The book is equal parts smallholding instructions, takedown of industrial farming, love of the natural world and a selection of (slightly quirky) recipes. It’s beautifully written, and one I still go back to time and time again.
The next up is a series of books, which stand just between fantasy and historical fiction. They’re actually one of the best representations of the late bronze age Mediterranean I’ve come across. I stated reading David Gemmell’s fantasy books, mostly the Drenai saga, as a teenager and was still reading the new ones that came out when I was a student. The Troy trilogy were his last works, with the final one finished by his wife after his unexpected death. They are head and shoulders above everything else he wrote in colour, complexity, emotions and research. They probably convey more about the Männerbund of men on a 50 oared bronze age galley than any book I’ve come across, and I’ve looked at a fair few. One day I’ll probably write a wargame on the topic.
This trilogy takes an approach where the gods are unseen, but they clearly tug at the strings of fate throughout.

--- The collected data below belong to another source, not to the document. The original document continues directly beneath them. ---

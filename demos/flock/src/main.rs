//! flock: smallest end-to-end example for the steering framework.
//!
//! A wandering flock shares an arena with scattered rocks, two patrols
//! following named routes, a leader dragging a wedge formation across the
//! map and a hunter chasing one of the patrols.  Run with
//! `RUST_LOG=debug` to see lifecycle events, `RUST_LOG=trace` for every
//! radar refresh.

mod scene;

use std::sync::Arc;
use std::time::Instant;

use anyhow::{Context, Result};
use glam::Vec3;
use tracing::info;
use tracing_subscriber::EnvFilter;

use st_agent::{AgentBuilder, Locomotion};
use st_behavior::{
    Alignment, Cohesion, FollowPath, Formation, NeighborAvoidance, ObstacleAvoidance, Pursuit, Seek,
    Separation, SteeringSet, Tether, Wander,
};
use st_core::{AxisMask, EntityId, SimRng, SimTime};
use st_schedule::PumpReport;
use st_sim::{World, WorldBuilder, WorldObserver};
use st_spatial::RadarConfig;

use scene::ARENA_HALF;

// ── Constants ─────────────────────────────────────────────────────────────────

const SEED:           u64   = 42;
const FLOCK_SIZE:     usize = 24;
const FOLLOWERS:      usize = 6;
const ROCKS:          usize = 8;
const FRAME_DT:       f32   = 1.0 / 60.0;
const SIM_SECONDS:    f32   = 60.0;
const REPORT_EVERY_S: f32   = 10.0;

// ── Roles ─────────────────────────────────────────────────────────────────────

#[derive(Copy, Clone, Debug)]
enum Role {
    Flock,
    Patrol,
    Leader,
    Follower,
    Hunter,
}

// ── Observer ──────────────────────────────────────────────────────────────────

#[derive(Default)]
struct Stats {
    moves:           u64,
    distance:        f64,
    radar_refreshes: u64,
    steering_ticks:  u64,
    failed:          u64,
    faults:          u64,
}

impl WorldObserver for Stats {
    fn on_agent_moved(&mut self, _id: EntityId, delta: Vec3, _position: Vec3, _forward: Vec3) {
        self.moves += 1;
        self.distance += delta.length() as f64;
    }

    fn on_radar_refreshed(&mut self, _id: EntityId, _agents: usize, _obstacles: usize) {
        self.radar_refreshes += 1;
    }

    fn on_steering_composed(&mut self, _id: EntityId, _velocity: Vec3, failed: u32) {
        self.steering_ticks += 1;
        self.failed += failed as u64;
    }

    fn on_pump_end(&mut self, _now: SimTime, report: &PumpReport) {
        self.faults += report.total.faulted as u64;
    }
}

// ── Spawning ──────────────────────────────────────────────────────────────────

fn planar(position: Vec3) -> AgentBuilder {
    AgentBuilder::new()
        .position(position)
        .allowed_axes(AxisMask::PLANAR)
        .radius(0.6)
}

fn spawn_flock(world: &mut World, rng: &mut SimRng) -> Result<Vec<EntityId>> {
    let mut flock = Vec::with_capacity(FLOCK_SIZE);
    for _ in 0..FLOCK_SIZE {
        let at = rng.point_in_box(Vec3::new(6.0, 0.0, 6.0));
        let heading = rng.point_in_box(Vec3::new(1.0, 0.0, 1.0));
        let id = world.spawn_agent(
            planar(at)
                .forward(if heading.length() > 0.1 { heading } else { Vec3::Z })
                .max_speed(4.0)
                .max_force(8.0)
                .tick_length(0.05),
        )?;
        world.attach_radar(id, RadarConfig { detection_radius: 6.0, ..RadarConfig::default() })?;
        let set = SteeringSet::new()
            .with(Separation::default(), 2.0)
            .with(Alignment::default(), 1.0)
            .with(Cohesion::default(), 0.8)
            .with(Wander::new().within(Vec3::new(50.0, 0.0, 50.0)), 0.5)
            .with(ObstacleAvoidance::default(), 1.0)
            .with(Tether::new(Vec3::ZERO).maximum_distance(ARENA_HALF), 1.0);
        world.set_steering(id, set)?;
        flock.push(id);
    }
    Ok(flock)
}

fn spawn_patrols(world: &mut World) -> Result<Vec<EntityId>> {
    let routes = scene::routes().context("loading patrol routes")?;
    let mut patrols = Vec::new();
    for (name, route) in routes {
        let route = Arc::new(route);
        let start = route.waypoints()[0];
        let id = world.spawn_agent(
            planar(start)
                .locomotion(Locomotion::Direct)
                .max_speed(3.0)
                .movement_priority(-1),
        )?;
        world.attach_radar(id, RadarConfig { detection_radius: 4.0, ..RadarConfig::default() })?;
        world.attach_steering(id, FollowPath::new(Arc::clone(&route)))?;
        world.attach_steering_weighted(id, NeighborAvoidance::default(), 2.0)?;
        world.attach_steering(id, ObstacleAvoidance::default())?;
        info!(patrol = %id, route = %name, length = route.total_length(), "patrol on route");
        patrols.push(id);
    }
    Ok(patrols)
}

fn spawn_formation(world: &mut World) -> Result<(EntityId, Vec<EntityId>)> {
    let leader = world.spawn_agent(
        planar(Vec3::new(-ARENA_HALF * 0.7, 0.0, -ARENA_HALF * 0.7))
            .forward(Vec3::new(1.0, 0.0, 1.0))
            .max_speed(2.0),
    )?;
    world.attach_steering(leader, Seek::arriving(Vec3::new(ARENA_HALF * 0.7, 0.0, ARENA_HALF * 0.7)))?;

    let mut followers = Vec::with_capacity(FOLLOWERS);
    for i in 0..FOLLOWERS {
        let at = Vec3::new(-ARENA_HALF * 0.7 - 1.0 - i as f32, 0.0, -ARENA_HALF * 0.7 - 2.0);
        let id = world.spawn_agent(planar(at).locomotion(Locomotion::Direct).max_speed(3.0))?;
        world.attach_steering(id, Formation::new(leader).line_size(3).angle_degrees(30.0))?;
        followers.push(id);
    }
    Ok((leader, followers))
}

fn spawn_hunter(world: &mut World, prey: EntityId) -> Result<EntityId> {
    let id = world.spawn_agent(planar(Vec3::new(0.0, 0.0, -ARENA_HALF * 0.9)).max_speed(3.5))?;
    world.attach_steering(id, Pursuit::new(prey).arriving(1.5))?;
    Ok(id)
}

// ── main ──────────────────────────────────────────────────────────────────────

fn main() -> Result<()> {
    tracing_subscriber::fmt()
        .with_env_filter(EnvFilter::try_from_default_env().unwrap_or_else(|_| EnvFilter::new("info")))
        .init();

    println!("=== flock: steering framework demo ===");
    println!("Flock: {FLOCK_SIZE}  |  Followers: {FOLLOWERS}  |  Rocks: {ROCKS}  |  Seed: {SEED}");
    println!();

    // 1. World and scenery.
    let mut world = WorldBuilder::new().seed(SEED).build()?;
    let mut rng = SimRng::new(SEED);
    let mut scatter = rng.child(1);
    let rocks = scene::place_rocks(&mut world, &mut scatter, ROCKS);

    // 2. Agents.
    let mut roles: Vec<(EntityId, Role)> = Vec::new();
    let flock = spawn_flock(&mut world, &mut rng)?;
    roles.extend(flock.iter().map(|&id| (id, Role::Flock)));
    let patrols = spawn_patrols(&mut world)?;
    roles.extend(patrols.iter().map(|&id| (id, Role::Patrol)));
    let (leader, followers) = spawn_formation(&mut world)?;
    roles.push((leader, Role::Leader));
    roles.extend(followers.iter().map(|&id| (id, Role::Follower)));
    if let Some(&prey) = patrols.first() {
        roles.push((spawn_hunter(&mut world, prey)?, Role::Hunter));
    }
    info!(
        agents = roles.len(),
        rocks = rocks.len(),
        queues = ?world.schedulers().names().collect::<Vec<_>>(),
        "world ready"
    );

    // 3. Run.
    let frames = (SIM_SECONDS / FRAME_DT).round() as u64;
    let report_every = (REPORT_EVERY_S / FRAME_DT).round() as u64;
    let mut stats = Stats::default();
    let t0 = Instant::now();
    for frame in 1..=frames {
        world.step(FRAME_DT, &mut stats);
        if frame % report_every == 0 {
            let spread = flock_spread(&world, &flock);
            info!(
                t = %world.now(),
                steering_ticks = stats.steering_ticks,
                radar_refreshes = stats.radar_refreshes,
                flock_spread = spread,
                "progress"
            );
        }
    }
    let elapsed = t0.elapsed();

    // 4. Summary.
    println!("Simulated {SIM_SECONDS} s ({frames} frames) in {:.3} s", elapsed.as_secs_f64());
    println!("  steering ticks  : {}", stats.steering_ticks);
    println!("  radar refreshes : {}", stats.radar_refreshes);
    println!("  moves           : {} ({:.1} m total)", stats.moves, stats.distance);
    println!("  failed forces   : {}", stats.failed);
    println!("  task faults     : {}", stats.faults);
    println!(
        "  formation       : {} of {FOLLOWERS} followers in roster",
        world.formations().roster(leader).len()
    );
    println!();

    // 5. Final positions table.
    println!("{:<8} {:<9} {:>8} {:>8} {:>7}", "Agent", "Role", "x", "z", "speed");
    println!("{}", "-".repeat(44));
    for (id, role) in &roles {
        let Some(agent) = world.agent(*id) else { continue };
        let p = agent.position();
        println!(
            "{:<8} {:<9} {:>8.2} {:>8.2} {:>7.2}",
            id.0,
            format!("{role:?}"),
            p.x,
            p.z,
            agent.speed()
        );
    }

    Ok(())
}

/// Mean distance of flock members from their centroid.
fn flock_spread(world: &World, flock: &[EntityId]) -> f32 {
    let positions: Vec<Vec3> = flock.iter().filter_map(|&id| world.agent(id)).map(|a| a.position()).collect();
    if positions.is_empty() {
        return 0.0;
    }
    let centroid = positions.iter().copied().sum::<Vec3>() / positions.len() as f32;
    positions.iter().map(|p| p.distance(centroid)).sum::<f32>() / positions.len() as f32
}
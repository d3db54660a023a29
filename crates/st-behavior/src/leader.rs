//! Leader following.

use glam::Vec3;

use st_core::math::approx_zero;
use st_core::{AgentRng, EntityId};

use crate::{BehaviorResult, SteerContext, Steering};

/// Trail a leader, arriving at a point `arrive_distance` behind it.  When
/// standing in front of the leader within `distance`, first get out of its
/// way by fleeing a point `flee_distance` ahead of it.
#[derive(Clone, Debug)]
pub struct LeaderFollow {
    pub leader:          EntityId,
    pub distance:        f32,
    pub flee_distance:   f32,
    pub arrive_distance: f32,
}

impl LeaderFollow {
    pub fn new(leader: EntityId) -> Self {
        Self { leader, distance: 6.0, flee_distance: 3.0, arrive_distance: 1.0 }
    }
}

impl Steering for LeaderFollow {
    fn name(&self) -> &'static str {
        "leader-follow"
    }

    fn calculate_force(&mut self, ctx: &SteerContext<'_>, _rng: &mut AgentRng) -> BehaviorResult<Vec3> {
        let Some(leader) = ctx.agent(self.leader) else { return Ok(Vec3::ZERO) };
        let me = ctx.me;
        let to_leader = leader.position() - me.position();
        let heading = leader.forward();

        if heading.dot(to_leader) < 0.0 && to_leader.length() < self.distance {
            let in_front = leader.position() + heading * self.flee_distance;
            return Ok((me.position() - in_front) - me.velocity());
        }

        let behind = leader.position() - heading * self.arrive_distance;
        let offset = behind - me.position();
        let dist = offset.length();
        if approx_zero(dist) {
            return Ok(-me.velocity());
        }
        let slowing = if approx_zero(me.max_force()) || approx_zero(me.mass()) {
            0.0
        } else {
            me.velocity().length() / me.max_force() / me.mass()
        };
        let speed = if approx_zero(slowing) {
            me.max_speed()
        } else {
            (me.max_speed() * dist / slowing).min(me.max_speed())
        };
        Ok(offset * (speed / dist) - me.velocity())
    }
}
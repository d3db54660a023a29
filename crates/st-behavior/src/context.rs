//! Read-only world state passed to every steering callback.

use glam::Vec3;

use st_agent::{Agent, Entity, EntityStore};
use st_core::{EntityId, SimTime};
use st_spatial::Radar;

use crate::FormationRegistry;

/// What a behavior steers toward (or away from).
#[derive(Copy, Clone, Debug, PartialEq)]
pub enum Target {
    /// A fixed point in world space.
    Point(Vec3),
    /// The current position of another entity.  Resolves to nothing once
    /// the entity is despawned.
    Entity(EntityId),
}

impl From<Vec3> for Target {
    fn from(point: Vec3) -> Self {
        Target::Point(point)
    }
}

impl From<EntityId> for Target {
    fn from(id: EntityId) -> Self {
        Target::Entity(id)
    }
}

/// A read-only snapshot handed to [`Steering`][crate::Steering] callbacks
/// for one agent's tick.
///
/// Built by the world right after [`Agent::begin_tick`], so `me` already
/// carries this tick's timestamps.  Radar lists hold ids, not references;
/// the iterators below resolve them against `store` and silently skip
/// entities despawned since the last refresh.
pub struct SteerContext<'a> {
    pub now:        SimTime,
    /// Seconds since this agent's previous steering tick.
    pub delta_time: f32,
    pub me:         &'a Agent,
    pub store:      &'a EntityStore,
    /// `None` when the agent has no radar attached.
    pub radar:      Option<&'a Radar>,
    pub formations: &'a FormationRegistry,
}

impl<'a> SteerContext<'a> {
    #[inline]
    pub fn new(
        me:         &'a Agent,
        store:      &'a EntityStore,
        radar:      Option<&'a Radar>,
        formations: &'a FormationRegistry,
    ) -> Self {
        Self {
            now: me.current_tick_time(),
            delta_time: me.delta_time(),
            me,
            store,
            radar,
            formations,
        }
    }

    /// Agents on the radar that still exist.
    pub fn neighbors(&self) -> impl Iterator<Item = &'a Agent> + use<'a> {
        let store = self.store;
        self.radar
            .map(Radar::agents)
            .unwrap_or_default()
            .iter()
            .filter_map(move |&id| store.agent(id))
    }

    /// Obstacles on the radar that still exist.
    pub fn obstacles(&self) -> impl Iterator<Item = &'a Entity> + use<'a> {
        let store = self.store;
        self.radar
            .map(Radar::obstacles)
            .unwrap_or_default()
            .iter()
            .filter_map(move |&id| store.entity(id))
    }

    pub fn has_neighbors(&self) -> bool {
        self.neighbors().next().is_some()
    }

    pub fn agent(&self, id: EntityId) -> Option<&'a Agent> {
        self.store.agent(id)
    }

    /// World position of `target`, or `None` if it no longer exists.
    pub fn resolve(&self, target: Target) -> Option<Vec3> {
        match target {
            Target::Point(p) => Some(p),
            Target::Entity(id) => self.store.entity(id).map(Entity::position),
        }
    }
}
//! Entity classification recorded at registration time.

use std::fmt;

/// What an entity is, as far as detection is concerned.
///
/// Radars use this tag instead of inspecting the entity: an `Agent` lands in
/// the neighbor list, an `Obstacle` in the obstacle list.
#[derive(Copy, Clone, Debug, PartialEq, Eq, Hash)]
#[cfg_attr(feature = "serde", derive(serde::Serialize, serde::Deserialize))]
pub enum EntityKind {
    /// A steerable, moving agent.
    Agent,
    /// A static obstacle with a bounding sphere.
    Obstacle,
}

impl fmt::Display for EntityKind {
    fn fmt(&self, f: &mut fmt::Formatter<'_>) -> fmt::Result {
        match self {
            EntityKind::Agent => write!(f, "agent"),
            EntityKind::Obstacle => write!(f, "obstacle"),
        }
    }
}

// ── LayerMask ─────────────────────────────────────────────────────────────────

/// Bitmask of detection layers (up to 32).
#[derive(Copy, Clone, Debug, PartialEq, Eq, Hash)]
#[cfg_attr(feature = "serde", derive(serde::Serialize, serde::Deserialize))]
pub struct LayerMask(pub u32);

impl LayerMask {
    pub const NONE: LayerMask = LayerMask(0);
    pub const ALL: LayerMask = LayerMask(u32::MAX);

    /// Mask containing only layer `n` (0..32).  Out-of-range layers map to
    /// the empty mask.
    #[inline]
    pub fn layer(n: u32) -> LayerMask {
        LayerMask(1u32.checked_shl(n).unwrap_or(0))
    }

    #[inline]
    pub fn intersects(self, other: LayerMask) -> bool {
        self.0 & other.0 != 0
    }

    #[inline]
    pub fn with(self, other: LayerMask) -> LayerMask {
        LayerMask(self.0 | other.0)
    }
}

impl Default for LayerMask {
    fn default() -> Self {
        // Everything sits on layer 0 unless told otherwise.
        LayerMask::layer(0)
    }
}
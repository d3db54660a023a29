//! `DetectableIndex`: what a detected shape belongs to.
//!
//! Keyed by the stable [`ShapeId`] the spatial query hands back.  Each record
//! carries the entity's [`EntityKind`] tag, fixed at registration, and an
//! `enabled` flag that disable/enable toggles without unregistering.

use st_core::{EntityId, EntityKind, ShapeId};

use crate::Map;

/// Registration record for one detectable shape.
#[derive(Copy, Clone, Debug, PartialEq, Eq)]
pub struct Detectable {
    pub entity:  EntityId,
    pub kind:    EntityKind,
    pub enabled: bool,
}

#[derive(Default, Debug)]
pub struct DetectableIndex {
    entries: Map<ShapeId, Detectable>,
}

impl DetectableIndex {
    pub fn new() -> Self {
        Self::default()
    }

    /// Register `record` under `shape`.  Last writer wins: a previous record
    /// for the same shape is replaced and returned.
    pub fn register(&mut self, shape: ShapeId, record: Detectable) -> Option<Detectable> {
        let displaced = self.entries.insert(shape, record);
        if let Some(old) = displaced {
            if old.entity != record.entity {
                tracing::debug!(%shape, old = %old.entity, new = %record.entity, "detectable shape re-registered");
            }
        }
        displaced
    }

    /// Remove `shape`.  No-op (returns `false`) if it is not registered.
    pub fn unregister(&mut self, shape: ShapeId) -> bool {
        self.entries.remove(&shape).is_some()
    }

    pub fn lookup(&self, shape: ShapeId) -> Option<&Detectable> {
        self.entries.get(&shape)
    }

    /// Flip the enabled flag of a registered shape.  Returns `false` if the
    /// shape is unknown.
    pub fn set_enabled(&mut self, shape: ShapeId, enabled: bool) -> bool {
        match self.entries.get_mut(&shape) {
            Some(record) => {
                record.enabled = enabled;
                true
            }
            None => false,
        }
    }

    pub fn len(&self) -> usize {
        self.entries.len()
    }

    pub fn is_empty(&self) -> bool {
        self.entries.is_empty()
    }
}
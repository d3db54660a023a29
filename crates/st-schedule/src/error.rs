use thiserror::Error;

#[derive(Debug, Error)]
pub enum ScheduleError {
    #[error("no task with key {0} on scheduler '{1}'")]
    UnknownTask(String, String),

    #[error("no scheduler with id {0}")]
    UnknownScheduler(u32),
}

pub type ScheduleResult<T> = Result<T, ScheduleError>;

The last book I’ll share on this list is another I’ve re-read many times, Philip by Tito Perdue. He’s the greatest literary figure on the modern right, even if they do keep trying to delete his wikipedia entry. Many of his novels revolve around a the singular Southern Lee Pefley, but I find the books which have Lee as only a minor character are much stronger. This is a book which crafts a beautiful feeling and aesthetic, and as someone with Southern sympathies it’s an almost perfectly constructed book. It feels almost out of time, as if a fin-de-siècle Romantic jumped into the modern day. I’ll come back to more of Perdue’s work in future.
Do I recommend you read these books? Certainly, but they’ve formed me by hitting at certain moments in life, and in every case, a number of re-readings. I imagine I’ve read every single book here at least 5 times, with 10 being more likely.
Any readers have a similar list?








Ive read the SAS handbook and Rivercottage cookbook and Clan of the CB :) Great minds :)
I have a copy of the SAS handbook too, such a great source for the outdoors!
Also I actually met Hugh Fearnley-Whittingstall at the River Cottage festival a few years back. Lovely chap!